The basis for adrenergic receptor mediation of the catecholamine-induced activation of glycogen phosphorylase was investigated in adult rat cardiomyocytes isolated from normal and alloxan-diabetic animals. Cells derived from diabetic animals exhibited a hypersensitive response to epinephrine stimulation which was apparent 3 hours after cell isolation and was further enhanced upon maintenance of the myocytes in culture for 24 hours. Normal cells initially lacked the hypersensitive response to epinephrine stimulation although upon maintenance of these cells in culture for 24 hours, the hypersensitive response was acquired in vitro. To assess alpha- and beta- adrenergic mediation of the response, normal and diabetic cardiomyocytes were incubated with propranolol, a β-receptor antagonist, prior to direct α1receptor stimulation with phenylephrine. Both normal and diabetic myocytes failed to undergo activation of phosphorylase in 3 or 24 hour cell cultures. In addition, the effects of epinephrine on phosphorylase activation were completely inhibited by propranolol whereas prazosin, an α-receptor antagonist, was unsuccessful. This data suggests that the hypersensitive response of glycogen phosphorylase in normal and diabetic cardiomyocytes is solely mediated through β-adrenergic receptor activation.
Since the accumulation of various fatty acid metabolites can affect certain enzymes and signal transduction pathways within the cell, the potential effect of various fatty acid metabolites on phosphorylase activation was investigated. To determine the potential effects of fatty acid metabolites on phosphorylase activation in cultured cardiomyocytes, normal and alloxan-diabetic cells were incubated with either carnitine or palmitoylcarnitine prior to stimulation with epinephrine. Pretreatment of cardiomyocytes with or without carnitine or palmitoylcarnitine for 3 or 24 hours before epinephrine stimulation failed to alter phosphorylase activation. The addition of exogenous carnitine in the absence and presence of insulin was also unsuccessful in attenuating the hypersensitive phosphorylase activation response in 3 and 24 hour, normal and alloxan-diabetic derived cardiomyocytes. To determine if carnitine palmitoyltransferase 1 (CPT-1) activity was responsible for the hypersensitive response of phosphorylase in the diabetic myocytes, both normal and diabetic myocytes were maintained for 3 and 24 hours in the absence and presence of etomoxir, a CPT-1 inhibitor. Subsequent activation of phosphorylase by epinephrine in normal and diabetic myocytes was unaltered in the presence of etomoxir. Collectively, these data fail to support a critical role for fatty acid metabolite involvement in the hypersensitive activation of glycogen phosphorylase in acute, alloxan-diabetic cardiomyocytes.
To assess potential G-protein involvement in the response, normal and diabetic-derived myocytes were incubated with either cholera or pertussis toxin prior to hormonal stimulation.

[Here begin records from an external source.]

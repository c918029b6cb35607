//! Resource registrations and the per-resource control handle.

use std::collections::HashSet;
use std::future::Future;
use std::sync::Arc;
use std::time::Duration;

use futures_util::future::BoxFuture;
use serde_json::Value;
use tokio::sync::{mpsc, watch};

use super::state::ResourceSnapshot;
use crate::core::registry::Subscription;
use crate::ingestors::frames::NotificationMessage;
use crate::ingestors::polling::{PollingScheduler, Priority};
use crate::ingestors::push_wss::TransportClient;

/// Validators of the value currently held, for conditional fetches.
#[derive(Debug, Clone, Default, PartialEq, Eq)]
pub struct FetchContext {
    pub etag: Option<String>,
    pub last_modified: Option<String>,
}

/// Result of one fetch.
#[derive(Debug, Clone, PartialEq)]
pub struct Fetched {
    pub data: Value,
    pub etag: Option<String>,
    pub last_modified: Option<String>,
    /// The server confirmed the held value is current; `data` is meaningless.
    pub not_modified: bool,
}

impl Fetched {
    /// A full response without validators.
    pub fn data(data: Value) -> Self {
        Self {
            data,
            etag: None,
            last_modified: None,
            not_modified: false,
        }
    }

    /// A `304 Not Modified`.
    pub fn not_modified() -> Self {
        Self {
            data: Value::Null,
            etag: None,
            last_modified: None,
            not_modified: true,
        }
    }
}

/// Async fetch of a resource. Failure is an `Err`, never a sentinel value.
pub type ResourceFetcher =
    Arc<dyn Fn(FetchContext) -> BoxFuture<'static, anyhow::Result<Fetched>> + Send + Sync>;

/// How a push notification that cannot be merged is handled.
#[derive(Debug, Clone, Copy, PartialEq, Eq)]
pub enum UpdateClass {
    /// Invalidate and refetch immediately.
    Urgent,
    /// Invalidate at the end of the throttle window, coalesced.
    Routine,
}

/// Classifies notifications for one resource.
pub type Classifier = Arc<dyn Fn(&NotificationMessage) -> UpdateClass + Send + Sync>;

/// Everything the coordinator needs to track one resource.
#[derive(Clone)]
pub struct ResourceDescriptor {
    pub(crate) key: String,
    pub(crate) fetcher: ResourceFetcher,
    pub(crate) subscription: Option<Subscription>,
    pub(crate) polling: bool,
    pub(crate) interval: Option<Duration>,
    pub(crate) priority: Priority,
    pub(crate) ttl: Option<Duration>,
    pub(crate) urgent_events: HashSet<String>,
    pub(crate) classifier: Option<Classifier>,
    pub(crate) merge_push: bool,
}

impl ResourceDescriptor {
    /// Resource `key` fetched with a conditional-request-aware `fetch`.
    pub fn new<F, Fut>(key: impl Into<String>, fetch: F) -> Self
    where
        F: Fn(FetchContext) -> Fut + Send + Sync + 'static,
        Fut: Future<Output = anyhow::Result<Fetched>> + Send + 'static,
    {
        let fetcher: ResourceFetcher = Arc::new(
            move |ctx: FetchContext| -> BoxFuture<'static, anyhow::Result<Fetched>> {
                Box::pin(fetch(ctx))
            },
        );
        Self::with_fetcher(key, fetcher)
    }

    /// Resource `key` fetched with a plain zero-argument `fetch`.
    pub fn plain<F, Fut>(key: impl Into<String>, fetch: F) -> Self
    where
        F: Fn() -> Fut + Send + Sync + 'static,
        Fut: Future<Output = anyhow::Result<Value>> + Send + 'static,
    {
        Self::new(key, move |_ctx: FetchContext| {
            let pending = fetch();
            async move { pending.await.map(Fetched::data) }
        })
    }

    /// Resource `key` with an already boxed fetcher.
    pub fn with_fetcher(key: impl Into<String>, fetcher: ResourceFetcher) -> Self {
        Self {
            key: key.into(),
            fetcher,
            subscription: None,
            polling: true,
            interval: None,
            priority: Priority::Normal,
            ttl: None,
            urgent_events: HashSet::new(),
            classifier: None,
            merge_push: true,
        }
    }

    /// Push channel carrying updates for this resource.
    pub fn subscribe(mut self, subscription: Subscription) -> Self {
        self.subscription = Some(subscription);
        self
    }

    /// Polling interval; the scheduler default otherwise.
    pub fn interval(mut self, interval: Duration) -> Self {
        self.interval = Some(interval);
        self
    }

    pub fn priority(mut self, priority: Priority) -> Self {
        self.priority = priority;
        self
    }

    /// No poll task; updates come from push, manual refetches and fallback refreshes.
    pub fn without_polling(mut self) -> Self {
        self.polling = false;
        self
    }

    /// Cache TTL for this resource; the cache default otherwise.
    pub fn ttl(mut self, ttl: Duration) -> Self {
        self.ttl = Some(ttl);
        self
    }

    /// Event names (case-insensitive) treated as urgent.
    pub fn urgent_events<I, S>(mut self, events: I) -> Self
    where
        I: IntoIterator<Item = S>,
        S: AsRef<str>,
    {
        self.urgent_events
            .extend(events.into_iter().map(|e| e.as_ref().to_ascii_lowercase()));
        self
    }

    /// Custom classification; replaces [`urgent_events`](Self::urgent_events).
    pub fn classify(
        mut self,
        classifier: impl Fn(&NotificationMessage) -> UpdateClass + Send + Sync + 'static,
    ) -> Self {
        self.classifier = Some(Arc::new(classifier));
        self
    }

    /// When false, every notification only invalidates instead of patching the value.
    pub fn merge_push(mut self, merge: bool) -> Self {
        self.merge_push = merge;
        self
    }

    pub fn key(&self) -> &str {
        &self.key
    }

    pub(crate) fn class_of(&self, message: &NotificationMessage) -> UpdateClass {
        match &self.classifier {
            Some(classify) => classify(message),
            None if self
                .urgent_events
                .contains(&message.event.to_ascii_lowercase()) =>
            {
                UpdateClass::Urgent
            }
            None => UpdateClass::Routine,
        }
    }
}

/// Requests handled by the resource task.
#[derive(Debug)]
pub(crate) enum ResourceCommand {
    Refetch,
    Invalidate,
    ClearCache,
}

/// Consumer handle for one tracked resource.
#[derive(Clone)]
pub struct ResourceHandle {
    pub(crate) key: String,
    pub(crate) commands: mpsc::UnboundedSender<ResourceCommand>,
    pub(crate) snapshots: watch::Receiver<ResourceSnapshot>,
    pub(crate) scheduler: Arc<PollingScheduler>,
    pub(crate) transport: Arc<TransportClient>,
}

impl ResourceHandle {
    pub fn key(&self) -> &str {
        &self.key
    }

    /// Current reconciled state.
    pub fn snapshot(&self) -> ResourceSnapshot {
        self.snapshots.borrow().clone()
    }

    /// Receiver that sees every state change.
    pub fn changes(&self) -> watch::Receiver<ResourceSnapshot> {
        self.snapshots.clone()
    }

    /// Current value, if any.
    pub fn data(&self) -> Option<serde_json::Value> {
        self.snapshots.borrow().data.clone()
    }

    pub fn cache_hit_rate(&self) -> f64 {
        self.snapshots.borrow().cache_hit_rate
    }

    /// Fetches now, keeping the cached value.
    pub fn refetch(&self) {
        self.send(ResourceCommand::Refetch);
    }

    /// Drops the cached value and fetches now.
    pub fn invalidate(&self) {
        self.send(ResourceCommand::Invalidate);
    }

    /// Drops the cached value only.
    pub fn clear_cache(&self) {
        self.send(ResourceCommand::ClearCache);
    }

    pub fn pause_polling(&self) -> bool {
        self.scheduler.pause_task(&self.key)
    }

    pub fn resume_polling(&self) -> bool {
        self.scheduler.resume_task(&self.key)
    }

    /// Reopens the shared push connection.
    pub fn reconnect(&self) {
        self.transport.reconnect();
    }

    fn send(&self, command: ResourceCommand) {
        if self.commands.send(command).is_err() {
            log::debug!("[sync] '{}' is no longer tracked", self.key);
        }
    }
}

Pretreatment of cardiomyocytes with cholera toxin resulted in a potentiated response to epinephrine stimulation whereas pertussis toxin did not affect the activation of this signaling pathway. To determine if the enhanced response of phosphorylase activation resulted from an alteration in adenylyl cyclase activation, the cells were challenged with forskolin. After 3 hours in primary culture, diabetic cardiomyocytes exhibited a hypersensitive response to forskolin stimulation relative to normal cells. However, after 24 hours in culture, both normal and diabetic myocytes responded identically to forskolin challenge. The present data suggest that a cholera toxin sensitive G-protein mediates the hypersensitive response of glycogen phosphorylase to catecholamine stimulation in diabetic cardiomyocytes. This response, which is present in alloxan-diabetic cells, and is induced in vitroin normal cardiomyocytes, is primarily due to a defect at a post-receptor site.

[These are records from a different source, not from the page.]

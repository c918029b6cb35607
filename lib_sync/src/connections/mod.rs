//! # Connections Module
//!
//! The local cache store and the storage engines behind it.

/// TTL and LRU cache store, entry types and the backend trait.
pub mod cache_store;

/// In-process backend.
pub mod cache_memory;

/// Module for Redis cache operations and connection handling.
#[cfg(feature = "redis-cache")]
pub mod cache_redis;

pub use cache_memory::MemoryBackend;
pub use cache_store::{
    CacheBackend, CacheEntry, CacheStats, CleanupReport, LocalCacheStore, SetOptions,
};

To assess the role of phosphorylase kinase in the hypersensitive activation of glycogen phosphorylase in the diabetic heart, phosphorylase kinase activity was measured initially in perfused hearts (to optimize the assay parameters) and subsequently in primary culture cardiomyocytes. Results from these experiments demonstrate that the present method for measuring phosphorylase kinase activity is a reliable indicator of the enzyme's activity in the heart, although the assay conditions must be further optimized before this system can be applied to the measurement of phosphorylase kinase activity in primary cultured cardiomyocytes.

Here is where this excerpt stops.